Ha llegado el momento de visualizar qué partidos están a favor de revertir los peores efectos de la globalización

¿No hay nada qué hacer? Por descontado que sí. Lo sucedido no tiene nada de fatal. Es el resultado del triunfo de las opciones liberales en economía, puestas en práctica con las revoluciones conservadoras de Thatcher y Reagan y, en particular, de la creencia en tres de sus tesis sustanciales: que la globalización financiera incrementaría la eficiencia y la prosperidad; que la globalización económica mejoraría la renta; y que habría más crecimiento con menor intervención del estado. Cada una de estas opciones ha sido el resultado de decisiones perfectamente definidas.

Lastimosamente para el común de los mortales, ninguna de ellas es cierta: la globalización financiera ha traído, como se ha visto en la crisis, miseria para millones de personas; la económica ha profundizado el malestar, deprimiendo salarios, destruyendo empleos de calidad y ampliando la desigualdad; y la retirada del sector público ha acentuado la desprotección de numerosos colectivos.

Por ello, hoy y aquí, ha llegado el momento de visualizar, en los programas electorales, qué partidos están a favor de revertir los peores efectos de la globalización.

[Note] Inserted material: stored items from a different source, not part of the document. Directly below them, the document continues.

//! services/api/src/web/auth.rs
//!
//! Account endpoints: signup, login, and password changes.

use axum::{extract::State, http::StatusCode, response::IntoResponse, Json};
use argon2::{
    password_hash::{rand_core::OsRng, PasswordHash, PasswordHasher, PasswordVerifier, SaltString},
    Argon2,
};
use fitness_tracker_core::ports::PortError;
use serde::{Deserialize, Serialize};
use std::sync::Arc;
use tracing::{error, info, warn};
use utoipa::ToSchema;

use crate::web::extract::ApiJson;
use crate::web::state::AppState;

//=========================================================================================
// Request/Response Types
//=========================================================================================

// Fields are optional so that an incomplete body gets the documented message
// instead of the extractor's rejection text.

#[derive(Deserialize, ToSchema)]
pub struct CreateAccountRequest {
    pub username: Option<String>,
    pub password: Option<String>,
}

#[derive(Deserialize, ToSchema)]
pub struct LoginRequest {
    pub username: Option<String>,
    pub password: Option<String>,
}

#[derive(Deserialize, ToSchema)]
pub struct UpdatePasswordRequest {
    pub username: Option<String>,
    pub current_password: Option<String>,
    pub new_password: Option<String>,
}

#[derive(Debug, Serialize, Deserialize, ToSchema)]
pub struct MessageResponse {
    pub message: String,
}

type AuthRejection = (StatusCode, Json<MessageResponse>);

fn reply(status: StatusCode, message: &str) -> AuthRejection {
    (
        status,
        Json(MessageResponse {
            message: message.to_string(),
        }),
    )
}

fn missing_fields() -> AuthRejection {
    reply(StatusCode::BAD_REQUEST, "Missing required fields")
}

fn unexpected() -> AuthRejection {
    reply(StatusCode::INTERNAL_SERVER_ERROR, "An unexpected error occurred")
}

//=========================================================================================
// Password Hashing
//=========================================================================================

/// Hashes `password` with Argon2 under a fresh random salt, in PHC string form.
pub fn hash_password(password: &str) -> Result<String, argon2::password_hash::Error> {
    let salt = SaltString::generate(&mut OsRng);
    Ok(Argon2::default()
        .hash_password(password.as_bytes(), &salt)?
        .to_string())
}

/// Checks `password` against a PHC string produced by [`hash_password`].
pub fn verify_password(
    password: &str,
    hashed_password: &str,
) -> Result<bool, argon2::password_hash::Error> {
    let parsed_hash = PasswordHash::new(hashed_password)?;
    Ok(Argon2::default()
        .verify_password(password.as_bytes(), &parsed_hash)
        .is_ok())
}

//=========================================================================================
// Handlers
//=========================================================================================

/// POST /create-account - Create a new user account
#[utoipa::path(
    post,
    path = "/create-account",
    request_body = CreateAccountRequest,
    responses(
        (status = 201, description = "Account created successfully", body = MessageResponse),
        (status = 400, description = "Missing fields or username already exists", body = MessageResponse),
        (status = 500, description = "Internal server error", body = MessageResponse)
    ),
    tag = "accounts"
)]
pub async fn create_account_handler(
    State(state): State<Arc<AppState>>,
    ApiJson(req): ApiJson<CreateAccountRequest>,
) -> Result<impl IntoResponse, AuthRejection> {
    let (Some(username), Some(password)) = (req.username, req.password) else {
        error!("Account creation failed due to missing field");
        return Err(missing_fields());
    };
    info!("Account creation attempt for username: {}", username);

    let password_hash = hash_password(&password).map_err(|e| {
        error!("Failed to hash password: {:?}", e);
        unexpected()
    })?;

    match state.users.create_user(&username, &password_hash).await {
        Ok(user) => {
            info!("Account created successfully for username: {}", user.username);
            Ok((
                StatusCode::CREATED,
                Json(MessageResponse {
                    message: "Account created successfully".to_string(),
                }),
            ))
        }
        Err(PortError::Conflict(_)) => {
            warn!(
                "Account creation failed - username already exists: {}",
                username
            );
            Err(reply(StatusCode::BAD_REQUEST, "Username already exists"))
        }
        Err(e) => {
            error!("Failed to create user: {:?}", e);
            Err(unexpected())
        }
    }
}

/// POST /login - Verify a username and password
#[utoipa::path(
    post,
    path = "/login",
    request_body = LoginRequest,
    responses(
        (status = 200, description = "Login successful", body = MessageResponse),
        (status = 400, description = "Missing fields", body = MessageResponse),
        (status = 401, description = "Invalid credentials", body = MessageResponse),
        (status = 500, description = "Internal server error", body = MessageResponse)
    ),
    tag = "accounts"
)]
pub async fn login_handler(
    State(state): State<Arc<AppState>>,
    ApiJson(req): ApiJson<LoginRequest>,
) -> Result<impl IntoResponse, AuthRejection> {
    let (Some(username), Some(password)) = (req.username, req.password) else {
        error!("Login attempt failed due to missing field");
        return Err(missing_fields());
    };
    info!("Login attempt for username: {}", username);

    let invalid = || reply(StatusCode::UNAUTHORIZED, "Invalid username or password");

    // 1. Get user by username
    let user_creds = match state.users.get_user_by_username(&username).await {
        Ok(creds) => creds,
        Err(PortError::NotFound(_)) => {
            warn!("Failed login attempt for username: {}", username);
            return Err(invalid());
        }
        Err(e) => {
            error!("Failed to get user: {:?}", e);
            return Err(unexpected());
        }
    };

    // 2. Verify password
    let valid = verify_password(&password, &user_creds.hashed_password).map_err(|e| {
        error!("Failed to parse password hash: {:?}", e);
        unexpected()
    })?;

    if !valid {
        warn!("Failed login attempt for username: {}", username);
        return Err(invalid());
    }

    info!("Successful login for user: {}", user_creds.username);
    Ok((
        StatusCode::OK,
        Json(MessageResponse {
            message: "Login successful".to_string(),
        }),
    ))
}

/// POST /update-password - Replace a password after checking the current one
#[utoipa::path(
    post,
    path = "/update-password",
    request_body = UpdatePasswordRequest,
    responses(
        (status = 200, description = "Password updated successfully", body = MessageResponse),
        (status = 400, description = "Missing fields", body = MessageResponse),
        (status = 401, description = "Invalid username or current password", body = MessageResponse),
        (status = 500, description = "Internal server error", body = MessageResponse)
    ),
    tag = "accounts"
)]
pub async fn update_password_handler(
    State(state): State<Arc<AppState>>,
    ApiJson(req): ApiJson<UpdatePasswordRequest>,
) -> Result<impl IntoResponse, AuthRejection> {
    let (Some(username), Some(current_password), Some(new_password)) =
        (req.username, req.current_password, req.new_password)
    else {
        error!("Password update failed due to missing field");
        return Err(missing_fields());
    };
    info!("Password update attempt for username: {}", username);

    let invalid = || {
        warn!(
            "Password update failed - invalid credentials for username: {}",
            username
        );
        reply(StatusCode::UNAUTHORIZED, "Invalid username or current password")
    };

    let user_creds = match state.users.get_user_by_username(&username).await {
        Ok(creds) => creds,
        Err(PortError::NotFound(_)) => return Err(invalid()),
        Err(e) => {
            error!("Failed to get user: {:?}", e);
            return Err(unexpected());
        }
    };

    let valid = verify_password(&current_password, &user_creds.hashed_password).map_err(|e| {
        error!("Failed to parse password hash: {:?}", e);
        unexpected()
    })?;
    if !valid {
        return Err(invalid());
    }

    let password_hash = hash_password(&new_password).map_err(|e| {
        error!("Failed to hash password: {:?}", e);
        unexpected()
    })?;

    state
        .users
        .update_password(user_creds.user_id, &password_hash)
        .await
        .map_err(|e| {
            error!("Failed to update password: {:?}", e);
            unexpected()
        })?;

    info!("Password updated successfully for user: {}", user_creds.username);
    Ok((
        StatusCode::OK,
        Json(MessageResponse {
            message: "Password updated successfully".to_string(),
        }),
    ))
}

#[cfg(test)]
mod tests {
    use super::*;

    #[test]
    fn hashes_verify_against_their_password() {
        let hash = hash_password("securepassword").unwrap();

        assert!(hash.starts_with("$argon2"));
        assert!(verify_password("securepassword", &hash).unwrap());
        assert!(!verify_password("wrongpassword", &hash).unwrap());
    }

    #[test]
    fn each_hash_gets_its_own_salt() {
        let first = hash_password("securepassword").unwrap();
        let second = hash_password("securepassword").unwrap();

        assert_ne!(first, second);
        assert!(verify_password("securepassword", &second).unwrap());
    }

    #[test]
    fn garbage_hash_is_an_error() {
        assert!(verify_password("securepassword", "not-a-phc-string").is_err());
    }
}
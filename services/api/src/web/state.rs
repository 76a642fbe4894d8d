//! services/api/src/web/state.rs
//!
//! Defines the application's shared state.

use fitness_tracker_core::ports::{ExerciseCatalogService, UserRepository, WorkoutStore};
use std::sync::Arc;

/// The shared application state, created once at startup and passed to all handlers.
#[derive(Clone)]
pub struct AppState {
    pub users: Arc<dyn UserRepository>,
    pub workouts: Arc<dyn WorkoutStore>,
    pub catalog: Arc<dyn ExerciseCatalogService>,
}
//! services/api/src/web/extract.rs
//!
//! `Json` and `Query` extractors whose rejections answer with the API's error
//! envelope instead of axum's plain-text bodies.

use axum::extract::{FromRequest, FromRequestParts};
use serde::{de, Deserialize, Deserializer};
use std::{fmt::Display, str::FromStr};

use crate::error::ApiError;

#[derive(FromRequest)]
#[from_request(via(axum::Json), rejection(ApiError))]
pub struct ApiJson<T>(pub T);

#[derive(FromRequestParts)]
#[from_request(via(axum::extract::Query), rejection(ApiError))]
pub struct ApiQuery<T>(pub T);

/// Deserializes a query value that may be present but empty, as in
/// `?user_id=`, treating the empty string as an absent value.
pub fn blank_as_none<'de, D, T>(deserializer: D) -> Result<Option<T>, D::Error>
where
    D: Deserializer<'de>,
    T: FromStr,
    T::Err: Display,
{
    match Option::<String>::deserialize(deserializer)? {
        Some(raw) if !raw.trim().is_empty() => raw.trim().parse().map(Some).map_err(de::Error::custom),
        _ => Ok(None),
    }
}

Algo que solo puede conseguirse, si no queremos regresar a una autarquía imposible, con mejoras en la redistribución de la renta y de la riqueza. Cierto que somos una sociedad católica, latina y mediterránea y que, como en todas ellas, los cantos de sirena de menor presión fiscal son más que atractivos. Pero no se confundan: cualquier política que preconice reducciones impositivas para un país como España, a la cola de la presión fiscal europea junto a Rumanía y Bulgaria, se traducirá en recortes en nuestro modesto Estado del bienestar. El debate que las elecciones deberían plantear es, justamente, acerca de la recaudación fiscal y qué servicios públicos y de qué calidad deseamos. Sería conveniente que esa discusión se abriera, siquiera por una vez, en este largo período electoral que encaramos. Lo necesitamos.